By this time I was about 20 years old, and after my first year of university a big opportunity came up to participate in an international floorball contest in Prague. Before I got on the train to the Czech Republic, one of my teammates warned me that 80% of the Finnish team is gay. In case you were hoping this was just an encouragement for me to be myself, I have bad news for you. It was more of a warning to be careful, be aware of the danger. It’s not the kind of thing you like to hear when you’re trying to accept your own sexuality.
But the train set off and I met the team. I can hardly find the right words to express how liberating and heartwarming it was to see that it’s so widely accepted somewhere to be attracted to your own gender. There were two couples on the team, and it was the first time I ever saw two girls as a couple in real life and not on screen. The fact that they were together was as obvious as the sky is blue and the grass is green. This was the first time I felt like there’s nothing wrong with wanting to have what these couples have. Just when I thought this trip couldn’t get any better, on our way back from a match we ran into the Pride march. I think this is all someone needs when they are struggling to accept that they are gay. This was just the icing on the cake.
After the trip I finally made peace with who I am. This is how sports and a sports team helped me to accept my homosexuality.

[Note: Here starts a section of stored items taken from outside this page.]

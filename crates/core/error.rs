//! Error types for Statboard.

use thiserror::Error;

pub type Result<T> = std::result::Result<T, StatsError>;

#[derive(Debug, Error)]
pub enum StatsError {
    /// Request payload is well-formed JSON but semantically unusable.
    #[error("Invalid input: {0}")]
    InvalidInput(String),

    /// Request payload could not be decoded into the expected shape.
    #[error("Malformed payload: {0}")]
    Decode(#[from] serde_json::Error),

    /// The query ran and matched nothing.
    #[error("No matching records")]
    NotFound,

    #[error("Unauthorized")]
    Unauthorized,

    /// The document store failed to carry out an operation.
    #[error("Store error: {0}")]
    Store(String),

    #[error("I/O error: {0}")]
    Io(#[from] std::io::Error),

    #[error("Invalid snapshot format")]
    InvalidFormat,

    #[error("Database is closed")]
    DatabaseClosed,

    #[error("{0}")]
    Other(String),
}

impl StatsError {
    /// Whether the caller is at fault. Client errors are reported back but
    /// never logged as server faults.
    pub fn is_client_error(&self) -> bool {
        matches!(
            self,
            StatsError::InvalidInput(_)
                | StatsError::Decode(_)
                | StatsError::NotFound
                | StatsError::Unauthorized
        )
    }
}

There was just one small thing left, coming out. A tiny, small thing, accompanied by racing heartbeat and a lump in my throat and conversations in my head about what it will be like to tell my parents, or anyone at all. I wouldn’t get into details, because if you’re about to do it or if you’ve gone through it, you know how nauseating it is. But I will never forget the fact that my parents accepted me instantly, and I am still to this day moved by the memory of it. I know very well that I’m one of the lucky ones to find acceptance in the family, and I can only hope it will only get easier and more positive for others.
Encouraged by this experience, half a year later I shared a post about the Pride march, where I stated how fantastic it was to celebrate this day with my community. I even used a hashtag saying “this is how I’m coming out as gay on social media”. I was excited and terrified while waiting for the reactions. I got a few likes, but not many answers from all my 700 facebook friends. I didn’t think of it as a problem, I was still proud and couldn’t wait to get a reaction from my teammates. Before I met them, I took a trip to England and when I got back and went to practice, this question welcomed me: “Have you found yourself a cute boy out there?” So it seems like posting about Pride in our country saying I’m with my community doesn’t express how gay I am. I don’t know if it’s because it’s such a taboo or not, but it certainly makes me think. If they want to ignore the core of my message, that’s fine by me, and it doesn’t change that I’m attracted to my gender and this fact is out there on the internet.
However, this didn’t break my pride, and I am quite open about who I am. I’ve never been happier than now, when I can be unapologetically myself. I can only encourage everyone to come out, because there’s no feeling more phenomenal than your soul being free.
The reality is in fact a bit shaded and it should be explained why this article's author remains unknown: "I know I wrote how open I am, but there is a constant thought in my head what if someone finds this article and starts to gossip about me that turns into an assault. Unfortunately it can happen and the last thing I want is to be and make my loves ones the target of a cyber bullying."